The elastic and inelastic collisions apparatus is a large apparatus to study elastic and inelastic collisions.

It consists of a large frame carrying two beams from which two rows of six and two wooden balls, respectively, are suspended from pairs of strings. The instrument was often used with two elastic balls (of ivory) or inelastic balls (of wet clay), of equal or different mass. By changing the parameters of the experiments such as height of fall and mass, one could conduct a systematic investigation of collision-related phenomena. For example, when the row of balls is struck by one of the outermost balls, the row of balls remains motionless and the impulse is fully transmitted to the ball at the opposite end, which rebounds. As it falls back, the cycle continues in the opposite direction. This apparatus was illustrated by Jean-Antoine Nollet in Leçons de physique expérimentale (Paris, 1743–1748). In his description, Nollet claims to have merely altered and developed a model previously used by Edme Mariotte.
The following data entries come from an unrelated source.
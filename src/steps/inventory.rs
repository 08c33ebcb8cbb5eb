//! Inventory reservation step.

use std::sync::Arc;

use async_trait::async_trait;
use chrono::{DateTime, Duration, Utc};
use tracing::debug;

use super::{ResultValidity, SagaStep, StepFailure};
use crate::clients::InventoryClient;
use crate::context::{keys, SagaContext};
use crate::model::StepData;

/// Step 1: reserve the order's items and record the reservation id.
///
/// Compensation releases the reservation. A stored result stays valid
/// while the reservation has not lapsed, is refreshable for a day after
/// completion, and must be re-executed beyond that.
pub struct InventoryReservation {
    client: Arc<dyn InventoryClient>,
    ttl: Duration,
    refresh_window: Duration,
}

impl InventoryReservation {
    pub const NAME: &'static str = "Inventory Reservation";

    pub fn new(client: Arc<dyn InventoryClient>, ttl: Duration, refresh_window: Duration) -> Self {
        Self {
            client,
            ttl,
            refresh_window,
        }
    }
}

#[async_trait]
impl SagaStep for InventoryReservation {
    fn name(&self) -> &'static str {
        Self::NAME
    }

    fn step_order(&self) -> u32 {
        1
    }

    async fn execute(&self, ctx: &SagaContext) -> Result<StepData, StepFailure> {
        let reservation = self
            .client
            .reserve(
                ctx.order.id,
                &ctx.order.items,
                &ctx.idempotency_key(Self::NAME),
            )
            .await?;

        debug!(
            order_id = %ctx.order.id,
            reservation_id = %reservation.reservation_id,
            expires_at = %reservation.expires_at,
            "inventory reserved"
        );

        let mut data = StepData::new();
        data.insert(
            keys::RESERVATION_ID.to_string(),
            reservation.reservation_id,
        );
        data.insert(
            keys::RESERVATION_EXPIRES_AT.to_string(),
            reservation.expires_at.to_rfc3339(),
        );
        Ok(data)
    }

    async fn compensate(&self, ctx: &SagaContext) -> Result<(), StepFailure> {
        let reservation_id = ctx.get(keys::RESERVATION_ID).ok_or_else(|| {
            StepFailure::new("MISSING_CONTEXT", "no reservation id recorded in context")
        })?;

        self.client
            .release(reservation_id, &ctx.idempotency_key("release-reservation"))
            .await?;

        debug!(order_id = %ctx.order.id, reservation_id, "reservation released");
        Ok(())
    }

    fn result_validity(
        &self,
        stored: &StepData,
        completed_at: DateTime<Utc>,
        _ctx: &SagaContext,
        now: DateTime<Utc>,
    ) -> ResultValidity {
        // Prefer the collaborator's own expiry; fall back to the TTL.
        let expires_at = stored
            .get(keys::RESERVATION_EXPIRES_AT)
            .and_then(|raw| DateTime::parse_from_rfc3339(raw).ok())
            .map(|parsed| parsed.with_timezone(&Utc))
            .unwrap_or(completed_at + self.ttl);

        if now < expires_at {
            ResultValidity::Valid
        } else if now - completed_at <= self.refresh_window {
            ResultValidity::Refreshable
        } else {
            ResultValidity::MustReexecute
        }
    }
}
The most sophisticated devices for studying elastic and inelastic collisions were built by Willem Jacob 's Gravesande and Petrus van Musschenbroek.

The instrument is held in the Lorraine collections of the Museo Galileo in Florence.

== Bibliography ==
Istituto e Museo di storia della scienza (Firenze) (1991). "Museo di storia della scienza: catalogo"

Istituto e Museo di storia della scienza (Firenze) (1993). "Catalogue of mechanical instruments"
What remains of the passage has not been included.